= WHAT THE EXERCISE ASKS =
If a line in the data below contains "collect", copy it.

= DATA PROVIDED =
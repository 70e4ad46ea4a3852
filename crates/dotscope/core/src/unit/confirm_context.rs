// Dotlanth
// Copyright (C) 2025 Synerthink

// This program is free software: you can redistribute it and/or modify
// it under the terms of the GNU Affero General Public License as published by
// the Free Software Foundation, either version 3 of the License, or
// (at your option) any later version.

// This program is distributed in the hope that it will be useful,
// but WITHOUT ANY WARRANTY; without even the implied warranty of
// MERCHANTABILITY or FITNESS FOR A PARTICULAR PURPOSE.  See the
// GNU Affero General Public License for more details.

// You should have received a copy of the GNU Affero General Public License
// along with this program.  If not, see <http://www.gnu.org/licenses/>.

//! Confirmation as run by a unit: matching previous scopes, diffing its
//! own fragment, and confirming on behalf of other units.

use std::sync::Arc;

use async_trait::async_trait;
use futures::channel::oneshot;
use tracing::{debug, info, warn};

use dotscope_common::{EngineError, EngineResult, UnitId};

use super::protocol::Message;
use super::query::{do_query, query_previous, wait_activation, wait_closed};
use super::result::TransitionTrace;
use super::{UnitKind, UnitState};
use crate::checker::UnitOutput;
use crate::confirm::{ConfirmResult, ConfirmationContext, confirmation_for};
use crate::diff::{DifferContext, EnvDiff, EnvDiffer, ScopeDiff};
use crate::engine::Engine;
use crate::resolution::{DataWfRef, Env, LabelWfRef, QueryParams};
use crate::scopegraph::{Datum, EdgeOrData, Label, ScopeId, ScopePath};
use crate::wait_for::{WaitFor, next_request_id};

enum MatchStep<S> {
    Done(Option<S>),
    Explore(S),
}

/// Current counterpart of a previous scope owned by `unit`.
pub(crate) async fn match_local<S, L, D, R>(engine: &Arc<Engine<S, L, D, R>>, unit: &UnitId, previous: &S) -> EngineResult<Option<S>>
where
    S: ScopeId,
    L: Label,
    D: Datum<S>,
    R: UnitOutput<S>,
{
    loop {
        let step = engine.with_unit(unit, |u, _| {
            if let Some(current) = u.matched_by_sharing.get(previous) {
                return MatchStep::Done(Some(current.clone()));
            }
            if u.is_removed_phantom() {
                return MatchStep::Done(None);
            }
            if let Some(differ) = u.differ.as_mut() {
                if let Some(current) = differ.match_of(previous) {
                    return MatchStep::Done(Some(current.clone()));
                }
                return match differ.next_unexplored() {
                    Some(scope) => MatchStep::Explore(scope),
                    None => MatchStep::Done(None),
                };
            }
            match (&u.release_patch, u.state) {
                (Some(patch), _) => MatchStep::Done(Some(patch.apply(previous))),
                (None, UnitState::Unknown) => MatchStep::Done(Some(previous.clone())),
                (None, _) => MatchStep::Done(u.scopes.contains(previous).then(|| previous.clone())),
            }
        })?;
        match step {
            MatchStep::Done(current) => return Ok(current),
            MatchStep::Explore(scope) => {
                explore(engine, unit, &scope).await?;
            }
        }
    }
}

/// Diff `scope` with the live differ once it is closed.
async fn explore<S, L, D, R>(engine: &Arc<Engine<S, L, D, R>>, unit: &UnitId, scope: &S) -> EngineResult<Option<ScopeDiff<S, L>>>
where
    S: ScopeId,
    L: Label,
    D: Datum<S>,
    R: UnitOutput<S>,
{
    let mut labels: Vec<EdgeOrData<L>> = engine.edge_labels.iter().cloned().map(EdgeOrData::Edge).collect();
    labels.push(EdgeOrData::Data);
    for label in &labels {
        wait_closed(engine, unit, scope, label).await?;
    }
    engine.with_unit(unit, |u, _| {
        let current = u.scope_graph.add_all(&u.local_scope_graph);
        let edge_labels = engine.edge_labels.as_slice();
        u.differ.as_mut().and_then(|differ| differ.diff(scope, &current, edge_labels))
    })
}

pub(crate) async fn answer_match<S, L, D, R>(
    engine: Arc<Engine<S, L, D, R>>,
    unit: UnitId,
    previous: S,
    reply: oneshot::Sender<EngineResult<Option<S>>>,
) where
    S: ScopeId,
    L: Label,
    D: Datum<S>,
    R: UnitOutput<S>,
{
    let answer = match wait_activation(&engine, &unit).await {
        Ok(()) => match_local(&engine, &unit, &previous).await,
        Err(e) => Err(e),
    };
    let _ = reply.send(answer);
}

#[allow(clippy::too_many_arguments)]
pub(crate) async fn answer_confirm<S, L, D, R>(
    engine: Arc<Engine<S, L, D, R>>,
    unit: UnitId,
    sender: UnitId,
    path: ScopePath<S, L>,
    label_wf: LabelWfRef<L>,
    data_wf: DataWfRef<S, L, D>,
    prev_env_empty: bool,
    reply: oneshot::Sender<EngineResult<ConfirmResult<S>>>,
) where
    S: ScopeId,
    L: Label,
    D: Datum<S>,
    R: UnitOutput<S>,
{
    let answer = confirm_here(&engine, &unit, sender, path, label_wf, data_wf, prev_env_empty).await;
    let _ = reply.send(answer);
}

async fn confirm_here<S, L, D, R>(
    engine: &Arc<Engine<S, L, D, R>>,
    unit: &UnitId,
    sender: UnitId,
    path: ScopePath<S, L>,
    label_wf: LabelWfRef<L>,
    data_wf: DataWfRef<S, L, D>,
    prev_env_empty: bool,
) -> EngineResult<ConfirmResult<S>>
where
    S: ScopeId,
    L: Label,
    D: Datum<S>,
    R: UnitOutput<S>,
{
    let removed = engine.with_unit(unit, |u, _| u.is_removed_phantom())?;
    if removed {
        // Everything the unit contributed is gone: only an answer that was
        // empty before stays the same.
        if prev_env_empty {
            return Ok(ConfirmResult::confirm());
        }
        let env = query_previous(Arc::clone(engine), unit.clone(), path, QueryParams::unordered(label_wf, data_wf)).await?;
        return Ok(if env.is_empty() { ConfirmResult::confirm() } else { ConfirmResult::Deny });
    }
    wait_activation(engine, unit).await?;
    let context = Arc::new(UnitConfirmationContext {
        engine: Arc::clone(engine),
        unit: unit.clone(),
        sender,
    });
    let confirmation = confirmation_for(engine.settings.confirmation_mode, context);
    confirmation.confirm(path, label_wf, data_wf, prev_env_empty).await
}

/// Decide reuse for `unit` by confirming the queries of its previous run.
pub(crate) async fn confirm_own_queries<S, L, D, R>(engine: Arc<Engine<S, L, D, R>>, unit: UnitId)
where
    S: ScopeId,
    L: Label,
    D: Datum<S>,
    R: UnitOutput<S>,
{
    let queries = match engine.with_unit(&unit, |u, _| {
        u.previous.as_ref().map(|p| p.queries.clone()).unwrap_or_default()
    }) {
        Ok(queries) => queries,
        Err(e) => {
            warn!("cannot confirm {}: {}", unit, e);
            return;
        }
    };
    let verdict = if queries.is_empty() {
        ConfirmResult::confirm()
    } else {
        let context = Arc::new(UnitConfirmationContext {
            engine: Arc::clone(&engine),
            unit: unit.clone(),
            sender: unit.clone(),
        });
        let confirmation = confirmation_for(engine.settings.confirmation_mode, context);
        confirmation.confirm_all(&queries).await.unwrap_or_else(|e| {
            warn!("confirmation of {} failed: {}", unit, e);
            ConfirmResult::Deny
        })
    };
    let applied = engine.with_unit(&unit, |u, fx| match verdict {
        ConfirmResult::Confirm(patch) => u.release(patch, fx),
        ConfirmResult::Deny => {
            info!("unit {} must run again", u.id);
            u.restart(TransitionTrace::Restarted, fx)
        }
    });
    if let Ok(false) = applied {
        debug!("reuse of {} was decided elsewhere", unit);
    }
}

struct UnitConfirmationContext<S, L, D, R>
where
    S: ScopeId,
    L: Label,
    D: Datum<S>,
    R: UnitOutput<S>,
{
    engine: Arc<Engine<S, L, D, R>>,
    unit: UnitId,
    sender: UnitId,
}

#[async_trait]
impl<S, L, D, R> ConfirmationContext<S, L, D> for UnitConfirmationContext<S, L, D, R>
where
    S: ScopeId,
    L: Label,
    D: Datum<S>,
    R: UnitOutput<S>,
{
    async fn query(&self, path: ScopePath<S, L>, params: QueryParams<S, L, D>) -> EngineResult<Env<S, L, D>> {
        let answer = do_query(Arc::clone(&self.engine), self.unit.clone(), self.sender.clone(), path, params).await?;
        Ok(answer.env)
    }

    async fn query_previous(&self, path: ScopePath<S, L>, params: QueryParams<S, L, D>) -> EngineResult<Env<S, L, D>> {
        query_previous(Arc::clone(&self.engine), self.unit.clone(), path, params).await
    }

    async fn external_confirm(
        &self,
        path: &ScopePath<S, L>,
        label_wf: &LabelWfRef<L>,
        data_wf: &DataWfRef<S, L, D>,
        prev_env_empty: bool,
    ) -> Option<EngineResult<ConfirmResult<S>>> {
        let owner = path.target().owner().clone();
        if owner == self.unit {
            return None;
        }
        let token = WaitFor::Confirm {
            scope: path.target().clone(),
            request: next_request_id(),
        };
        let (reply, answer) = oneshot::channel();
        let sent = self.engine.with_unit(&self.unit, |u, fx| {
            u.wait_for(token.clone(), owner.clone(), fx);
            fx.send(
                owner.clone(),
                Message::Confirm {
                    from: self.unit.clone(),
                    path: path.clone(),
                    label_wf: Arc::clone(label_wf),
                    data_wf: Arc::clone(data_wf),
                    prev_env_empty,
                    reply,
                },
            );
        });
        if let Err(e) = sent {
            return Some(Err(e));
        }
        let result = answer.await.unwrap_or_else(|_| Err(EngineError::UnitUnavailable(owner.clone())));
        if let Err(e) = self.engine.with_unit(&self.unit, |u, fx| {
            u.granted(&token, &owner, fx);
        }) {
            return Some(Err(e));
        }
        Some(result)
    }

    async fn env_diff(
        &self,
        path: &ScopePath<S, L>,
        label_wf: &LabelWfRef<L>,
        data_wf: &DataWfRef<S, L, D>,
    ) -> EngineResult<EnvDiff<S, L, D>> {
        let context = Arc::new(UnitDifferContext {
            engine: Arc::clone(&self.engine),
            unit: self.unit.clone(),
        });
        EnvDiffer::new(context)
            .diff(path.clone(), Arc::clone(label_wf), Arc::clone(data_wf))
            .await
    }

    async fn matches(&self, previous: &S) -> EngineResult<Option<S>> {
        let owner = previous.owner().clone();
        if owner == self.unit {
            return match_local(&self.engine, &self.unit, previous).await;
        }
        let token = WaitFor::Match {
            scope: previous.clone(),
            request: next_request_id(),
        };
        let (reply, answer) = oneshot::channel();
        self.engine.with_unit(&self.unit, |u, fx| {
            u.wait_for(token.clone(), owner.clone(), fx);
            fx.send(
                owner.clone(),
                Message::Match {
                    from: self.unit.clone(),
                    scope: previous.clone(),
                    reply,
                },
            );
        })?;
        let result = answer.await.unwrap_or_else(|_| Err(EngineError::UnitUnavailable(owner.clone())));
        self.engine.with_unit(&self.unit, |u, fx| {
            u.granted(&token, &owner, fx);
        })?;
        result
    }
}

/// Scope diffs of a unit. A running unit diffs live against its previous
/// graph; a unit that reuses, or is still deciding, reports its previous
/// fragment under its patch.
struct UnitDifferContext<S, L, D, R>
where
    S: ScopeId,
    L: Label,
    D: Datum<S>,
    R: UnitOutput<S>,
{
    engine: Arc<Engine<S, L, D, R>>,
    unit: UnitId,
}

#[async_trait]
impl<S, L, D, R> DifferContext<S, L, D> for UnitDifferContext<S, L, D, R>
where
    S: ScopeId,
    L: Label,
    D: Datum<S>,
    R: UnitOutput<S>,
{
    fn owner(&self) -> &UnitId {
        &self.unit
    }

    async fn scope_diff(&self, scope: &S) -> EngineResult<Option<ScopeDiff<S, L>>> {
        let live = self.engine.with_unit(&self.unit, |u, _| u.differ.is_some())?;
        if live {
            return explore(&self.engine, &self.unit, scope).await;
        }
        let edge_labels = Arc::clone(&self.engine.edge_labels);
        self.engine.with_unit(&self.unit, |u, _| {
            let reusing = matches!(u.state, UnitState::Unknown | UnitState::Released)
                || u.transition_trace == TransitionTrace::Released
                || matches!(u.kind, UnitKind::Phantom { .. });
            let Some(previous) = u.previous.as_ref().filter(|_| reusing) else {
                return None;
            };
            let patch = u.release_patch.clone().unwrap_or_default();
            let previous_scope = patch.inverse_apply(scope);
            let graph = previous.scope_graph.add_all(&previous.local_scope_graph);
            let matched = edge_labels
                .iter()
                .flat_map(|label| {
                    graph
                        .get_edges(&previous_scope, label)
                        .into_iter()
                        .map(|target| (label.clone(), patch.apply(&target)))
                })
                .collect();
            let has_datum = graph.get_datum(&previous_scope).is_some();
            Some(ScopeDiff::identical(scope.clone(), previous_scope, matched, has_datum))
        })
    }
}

= TASK RESPONSE =
    let mut labels: Vec<EdgeOrData<L>> = engine.edge_labels.iter().cloned().map(EdgeOrData::Edge).collect();
                .collect();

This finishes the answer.